Psychology Graduate Students

Sylvane Vaccarino
  • Title
    • Graduate Student
  • Division Social Sciences Division
  • Department
    • Psychology Department
    • Critical Race and Ethnic Studies
    • Writing Program
  • Affiliations Transfer & Re-Entry Services, Teaching & Learning Center (TLC), Oakes College
  • Phone
    (831) 459-1241
  • Email
  • Office Location
    • Social Sciences 2, 201
  • Office Hours By appointment; Social Sciences 2 Rm 201
  • Mail Stop Psychology Faculty Services
  • Courses Psyc 142: Oppression and Liberation , Psych 149: Community Psychology: Transforming Communities, Writ 2: Writing as Liberation- Our stories and language as rhetorical tools

Research Interests

Working with the Community Psychology Research and Action Team (CPRAT), Sylvane is developing a multi-method portfolio that addresses various educational equity struggles. Specifically, he focuses on participatory action research approaches to working with Latinx/Chicanx marginalized youth and young adults towards empowerment and radical healing. 

Topics of research interest include recovering historical memory via social biography, sense of belonging and counterspaces in college, youth organizer requests for radical listening, epistemic justice in youth/adult interactions, and radical healing frameworks from Indigena-Chicana Feminism.

In the past, he has been a program evaluator and researcher for the Cultivamos Excelencia, S.E.M.I.L.L.A., and M.A.P.A. HSI initiatives. 

 

 

 

 

 

 

 

Biography, Education and Training

Sylvane is a Chicano Ph.D. candidate in Social Psychology and Critical Race and Ethnic Studies where he is being trained as a community psychologist focusing on liberation and decolonial frameworks. Sylvane grew up and started his educational career on Kumeyaay Territory (aka San Diego, Ca) where he transfered from San Diego City/Mesa College. He also organized with SDCC Mecha, the Chicano Park Steering Committee, Peace and Dignity Journey, and the Izcalli Youth Leadership Camp. Outside of his scholarship and organizing, he is also an actor/performer with a Chicanx theater troupe: Teatro Izcalli. 

 

 

Teaching Interests

Sylvane enjoys teaching courses that are Social Justice and student focused. For example, he has been the graduate student instructor for upper division Social Psychology courses like Psyc 149 Community Psychology and Psyc 142 Psychology of Oppression and Liberation. He has also been the GSI for a developmental pscyhology course Psyc 114: Human Development as a Cultural Process. 
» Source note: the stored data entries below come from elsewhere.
use clap::Parser;
use regex_sweep::config::toml_config::TomlConfig;
use regex_sweep::core::ConfigProvider;
use regex_sweep::utils::error::ErrorSeverity;
use regex_sweep::utils::{logger, validation::Validate};
use regex_sweep::{LocalStorage, SweepEngine, SweepPipeline};

#[derive(Parser)]
#[command(name = "toml-sweep")]
#[command(about = "Run regex timing experiments described in a TOML file")]
struct Args {
    /// Path to TOML configuration file
    #[arg(short, long, default_value = "sweep.toml")]
    config: String,

    /// Enable verbose output
    #[arg(short, long)]
    verbose: bool,

    /// Override monitoring setting from config
    #[arg(long)]
    monitor: Option<bool>,

    /// Dry run - show the experiments without measuring anything
    #[arg(long)]
    dry_run: bool,
}

fn main() -> anyhow::Result<()> {
    let args = Args::parse();

    // 載入 TOML 配置，日誌初始化前只能用 eprintln
    let config = match TomlConfig::from_file(&args.config) {
        Ok(config) => config,
        Err(e) => {
            eprintln!("❌ Failed to load config file '{}': {}", args.config, e);
            eprintln!("💡 Make sure the file exists and is valid TOML format");
            std::process::exit(1);
        }
    };

    if config.json_logs() {
        logger::init_json_logger(if args.verbose { Some("debug") } else { config.log_level() });
    } else {
        logger::init_cli_logger(args.verbose || config.log_level() == Some("debug"));
    }

    tracing::info!("📁 Loaded configuration from: {}", args.config);

    if let Err(e) = config.validate() {
        tracing::error!("❌ Configuration validation failed: {}", e);
        tracing::error!("💡 Suggestion: {}", e.recovery_suggestion());
        eprintln!("❌ {}", e.user_friendly_message());
        std::process::exit(1);
    }

    tracing::info!("✅ Configuration loaded and validated successfully");

    if args.dry_run {
        tracing::info!("🔍 DRY RUN MODE - No measurements will be taken");
        perform_dry_run(&config)?;
        return Ok(());
    }

    let monitor_enabled = args.monitor.unwrap_or_else(|| config.monitoring_enabled());
    if monitor_enabled {
        tracing::info!("🔍 System monitoring enabled");
    }

    let pipeline = SweepPipeline::new(LocalStorage::default(), config);
    let engine = SweepEngine::new_with_monitoring(pipeline, monitor_enabled);

    match engine.run() {
        Ok(_) => {}
        Err(e) if e.severity() == ErrorSeverity::Low => {
            tracing::info!("📭 {}, stopping", e);
        }
        Err(e) => {
            tracing::error!(
                "❌ Sweep failed: {} (Category: {:?}, Severity: {:?})",
                e,
                e.category(),
                e.severity()
            );
            eprintln!("❌ {}", e.user_friendly_message());
            eprintln!("💡 {}", e.recovery_suggestion());
            std::process::exit(e.exit_code());
        }
    }

    Ok(())
}

fn perform_dry_run(config: &TomlConfig) -> anyhow::Result<()> {
    println!("🔍 Dry Run Analysis:");
    println!();

    for exp in config.experiments()? {
        println!("🧪 {}", exp.name);
        println!("  Workload: {} ({})", exp.workload.name(), exp.workload.describe());
        println!("  Engine: {}  Mode: {}", exp.engine, exp.mode);

        let sizes: Vec<String> = exp.sweep.sizes().map(|n| n.to_string()).collect();
        println!("  Sizes: {} [{}]", sizes.len(), sizes.join(", "));
        println!("  Repetitions: {}", exp.repetitions);
        if let Some(first) = exp.sweep.sizes().next() {
            println!("  First pattern: {}", exp.workload.pattern(first));
        }
        if exp.include_compile {
            println!("  ⏱️ Compile time included in samples");
        }
        if let Some(budget) = exp.budget {
            println!("  ⏱️ Stops once a size averages over {:?}", budget);
        }
        println!();
    }

    println!("💾 Output Configuration:");
    println!("  Format: {:?}", config.output_format());
    println!("  Destination: {}", config.output_path().unwrap_or("stdout"));

    println!();
    println!("✅ Dry run analysis complete.");

    Ok(())
}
Outside of Psychology, Sylvane has designed and implemented a general education course in the Writing program: Writ 2: Rhetoric and Inquiry: Writing for Liberation. 

Sylvane has taken these opportunities to utilize alternative grading approaches like narrative evaluation, self-assessment, and contract grading where he can better align his grading style with his critical pedagogy. He has also worked with the Teaching and Learning Center to develop a forthcoming resource guide on Ungrading practices for other curious instructors.